### Implementing character-level LSTM text generation

Start by using Nietzsche's writings to learn a language model. It's going to be specifically a model of his writing style and topics, rather than a generic model of the English language.

In [0]:
import keras
import numpy as np
from keras import layers
import random
import sys

In [0]:
#download and parse the initial text file

path = keras.utils.get_file('nietzsche.txt',origin='https://s3.amazonaws.com/text-datasets/nietzsche.txt')
text = open(path).read().lower()
print('Corpus length:', len(text))

Downloading data from https://s3.amazonaws.com/text-datasets/nietzsche.txt
Corpus length: 600893


#### Vectorize overlapping sequences of characters using one-hot encoding

In [0]:
# Length of extracted character sequences
maxlen = 60

#sample a new sequence every `step` characters
step = 3

# This holds our extracted sequences
sentences = []

# This holds the targets (the follow-up characters)
next_chars = []

for i in range(0, len(text)-maxlen, step):
  sentences.append(text[i:i+maxlen])
  next_chars.append(text[i+maxlen])
  
print ('Number of sequences:',len(sentences))

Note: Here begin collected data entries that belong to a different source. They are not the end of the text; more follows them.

//! Microsoft Graph API client
//!
//! Typed HTTP client scoped to the signed-in user's drive. Every
//! authenticated request asks the [`IAuthProvider`] for a bearer token,
//! carries `Cache-Control: no-cache` and is retried on HTTP 429.
//!
//! ## Addressing
//!
//! Items are addressed by path under the application folder:
//!
//! ```text
//! {base}/special/approot:/Vault/notes/today.md            item
//! {base}/special/approot:/Vault/notes/today.md:/content   item + action
//! {base}/special/approot/children                         app folder children
//! ```
//!
//! ## Usage
//!
//! ```rust,no_run
//! use std::sync::Arc;
//! use vaultsync_graph::client::GraphClient;
//! # use vaultsync_core::ports::IAuthProvider;
//!
//! # async fn example(auth: Arc<dyn IAuthProvider>) -> anyhow::Result<()> {
//! let client = GraphClient::new(auth);
//! let url = client.item_url("Vault/notes/today.md", Some("content"))?;
//! # Ok(())
//! # }
//! ```

use std::sync::Arc;
use std::time::Duration;

use anyhow::{anyhow, Context, Result};
use reqwest::{header, Client, Method, RequestBuilder, Response, StatusCode};
use tracing::{debug, info, warn};
use url::Url;
use vaultsync_core::ports::IAuthProvider;

use crate::GraphError;

/// Base URL of the signed-in user's drive
pub const GRAPH_DRIVE_URL: &str = "https://graph.microsoft.com/v1.0/me/drive";

/// Path of the application folder relative to the drive
pub const APP_ROOT: &str = "/special/approot";

/// Default retry-after duration when header is missing (30 seconds)
const DEFAULT_RETRY_AFTER: Duration = Duration::from_secs(30);

/// Maximum number of retries for 429 responses
const DEFAULT_MAX_RETRIES: u32 = 5;

// ============================================================================
// GraphClient
// ============================================================================

/// HTTP client for Microsoft Graph drive calls
///
/// Cheap to clone; clones share the connection pool and auth provider.
#[derive(Clone)]
pub struct GraphClient {
    /// The underlying HTTP client
    client: Client,
    /// Drive base URL
    base_url: String,
    /// Source of bearer tokens
    auth: Arc<dyn IAuthProvider>,
    /// Retries allowed after a 429
    max_retries: u32,
}

impl GraphClient {
    /// Creates a client for the production Graph endpoint
    pub fn new(auth: Arc<dyn IAuthProvider>) -> Self {
        Self::with_base_url(auth, GRAPH_DRIVE_URL)
    }

    /// Creates a client with a custom drive base URL (useful for testing)
    pub fn with_base_url(auth: Arc<dyn IAuthProvider>, base_url: impl Into<String>) -> Self {
        Self {
            client: Client::new(),
            base_url: base_url.into().trim_end_matches('/').to_string(),
            auth,
            max_retries: DEFAULT_MAX_RETRIES,
        }
    }

    /// Overrides the number of 429 retries
    pub fn with_max_retries(mut self, max_retries: u32) -> Self {
        self.max_retries = max_retries;
        self
    }

    /// Returns the drive base URL
    pub fn base_url(&self) -> &str {
        &self.base_url
    }

    /// URL of the application folder itself, e.g. for `/delta` or `/children`
    pub fn app_root_url(&self, suffix: &str) -> String {
        format!("{}{}{}", self.base_url, APP_ROOT, suffix)
    }

    /// URL of the item at `path` under the application folder
    ///
    /// Each path segment is percent-encoded. With `Some(action)` the action
    /// is appended in path-addressing form (`…/name:/action`).
    pub fn item_url(&self, path: &str, action: Option<&str>) -> Result<String> {
        let mut url = Url::parse(&self.base_url)
            .with_context(|| format!("Invalid drive base URL: {}", self.base_url))?;

        let parts: Vec<&str> = path.split('/').filter(|s| !s.is_empty()).collect();
        {
            let mut segments = url
                .path_segments_mut()
                .map_err(|_| anyhow!("Drive base URL cannot carry a path: {}", self.base_url))?;
            segments.pop_if_empty().push("special").push("approot:");
            for (i, part) in parts.iter().enumerate() {
                if action.is_some() && i + 1 == parts.len() {
                    segments.push(&format!("{part}:"));
                } else {
                    segments.push(part);
                }
            }
            if let Some(action) = action {
                segments.push(action);
            }
        }

        Ok(url.into())
    }

    /// Creates an authenticated request builder for an absolute URL
    ///
    /// Adds the Authorization and `Cache-Control: no-cache` headers.
    pub async fn request(&self, method: Method, url: &str) -> Result<RequestBuilder> {
        let token = self
            .auth
            .acquire_token()
            .await
            .context("Failed to acquire access token")?;

        Ok(self
            .client
            .request(method, url)
            .bearer_auth(token)
            .header(header::CACHE_CONTROL, "no-cache"))
    }

    /// Executes an authenticated request with automatic 429 retry.
    ///
    /// `decorate` is applied to a fresh builder on every attempt, so it
    /// must be able to rebuild the body (headers, JSON, bytes).
    ///
    /// On HTTP 429 the `Retry-After` header is honoured and the request is
    /// retried up to the configured limit.
    ///
    /// # Returns
    /// The HTTP response on any non-429 status. Status classification is
    /// left to the caller (see [`ensure_success`]).
    pub async fn execute_with_retry<F>(
        &self,
        method: Method,
        url: &str,
        decorate: F,
    ) -> Result<Response>
    where
        F: Fn(RequestBuilder) -> RequestBuilder,
    {
        for attempt in 0..=self.max_retries {
            let response = decorate(self.request(method.clone(), url).await?)
                .send()
                .await
                .map_err(GraphError::from)
                .with_context(|| format!("{method} {url}"))?;

            if response.status() != StatusCode::TOO_MANY_REQUESTS {
                if attempt > 0 {
                    info!(url, attempt, "Request succeeded after retry");
                }
                return Ok(response);
            }

            let retry_after = retry_after_of(&response);
            if attempt >= self.max_retries {
                warn!(url, attempts = attempt + 1, "429 retry limit exhausted");
                return Err(GraphError::TooManyRequests { retry_after }.into());
            }

            info!(
                url,
                attempt,
                retry_after_ms = retry_after.as_millis() as u64,
                "Received 429, backing off"
            );
            tokio::time::sleep(retry_after).await;
        }

        Err(anyhow!("Request failed: retry loop exited unexpectedly for {url}"))
    }

    /// Executes a request without the Authorization header
    ///
    /// Used for pre-authenticated URLs (download URLs, upload sessions).
    pub async fn execute_unauthenticated<F>(
        &self,
        method: Method,
        url: &str,
        decorate: F,
    ) -> Result<Response>
    where
        F: Fn(RequestBuilder) -> RequestBuilder,
    {
        debug!(%method, "Unauthenticated request");
        decorate(self.client.request(method.clone(), url))
            .send()
            .await
            .map_err(GraphError::from)
            .with_context(|| format!("{method} {url}"))
    }
}

impl std::fmt::Debug for GraphClient {
    fn fmt(&self, f: &mut std::fmt::Formatter<'_>) -> std::fmt::Result {
        f.debug_struct("GraphClient")
            .field("base_url", &self.base_url)
            .field("max_retries", &self.max_retries)
            .finish_non_exhaustive()
    }
}

// ============================================================================
// Status handling
// ============================================================================

/// Maps a non-success response onto a [`GraphError`]
///
/// Successful responses are returned unchanged.
pub async fn ensure_success(response: Response) -> std::result::Result<Response, GraphError> {
    let status = response.status();
    if status.is_success() {
        return Ok(response);
    }

    let retry_after = retry_after_of(&response);
    let body = response
        .text()
        .await
        .unwrap_or_else(|_| "unable to read error body".to_string());
    let detail = format!("{status}: {body}");

    Err(match status {
        StatusCode::UNAUTHORIZED => GraphError::Unauthorized(detail),
        StatusCode::FORBIDDEN => GraphError::Forbidden(detail),
        StatusCode::NOT_FOUND => GraphError::NotFound(detail),
        StatusCode::CONFLICT => GraphError::Conflict(detail),
        StatusCode::TOO_MANY_REQUESTS => GraphError::TooManyRequests { retry_after },
        s if s.is_server_error() => GraphError::ServerError(detail),
        _ => GraphError::InvalidResponse(detail),
    })
}

fn retry_after_of(response: &Response) -> Duration {
    response
        .headers()
        .get(header::RETRY_AFTER)
        .and_then(|v| v.to_str().ok())
        .map(|v| parse_retry_after(v, DEFAULT_RETRY_AFTER))
        .unwrap_or(DEFAULT_RETRY_AFTER)
}

/// Parses a `Retry-After` header value
///
/// Accepts delay-seconds or an HTTP-date no more than an hour away. Falls
/// back to `default` for anything else.
pub fn parse_retry_after(value: &str, default: Duration) -> Duration {
    if let Ok(seconds) = value.trim().parse::<u64>() {
        return Duration::from_secs(seconds);
    }

    if let Ok(date) = chrono::DateTime::parse_from_rfc2822(value.trim()) {
        let now = chrono::Utc::now();
        let target = date.with_timezone(&chrono::Utc);
        if target > now {
            if let Some(secs) = (target - now)
                .num_seconds()
                .try_into()
                .ok()
                .filter(|&s: &u64| s <= 3600)
            {
                return Duration::from_secs(secs);
            }
        }
    }

    warn!(value, "Could not parse Retry-After header, using default");
    default
}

#List of unique characters in corpus
chars = sorted(list(set(text)))   
print ('Unique characters:',len(chars))
#dictionary to map unique characters to their index for easy lookup
char_indices = dict((char,chars.index(char)) for char in chars) 

print('Vectorization...')
#One hot encode the characters into binary arrays
x = np.zeros((len(sentences),maxlen, len(chars)), dtype=np.bool)
y = np.zeros((len(sentences), len(chars)), dtype=np.bool)

for i,sentence in enumerate(sentences):
  for t,char in enumerate(sentence):
    x[i,t, char_indices[char]] = 1
    y[i, char_indices[next_chars[i]]] = 1

Number of sequences: 200278
Unique characters: 57
Vectorization...


#### Build the network

Single-layer LSTM model for next character prediction

In [0]:
model = keras.Sequential()
model.add(layers.LSTM(128, input_shape=(maxlen, len(chars))))
model.add(layers.Dense(len(chars), activation='softmax'))

#Use categorical_crossentropy loss since targets are one-hot encoded
optimizer= keras.optimizers.RMSprop(lr=0.01)
model.compile(optimizer=optimizer, loss='categorical_crossentropy')

Instructions for updating:
Colocations handled automatically by placer.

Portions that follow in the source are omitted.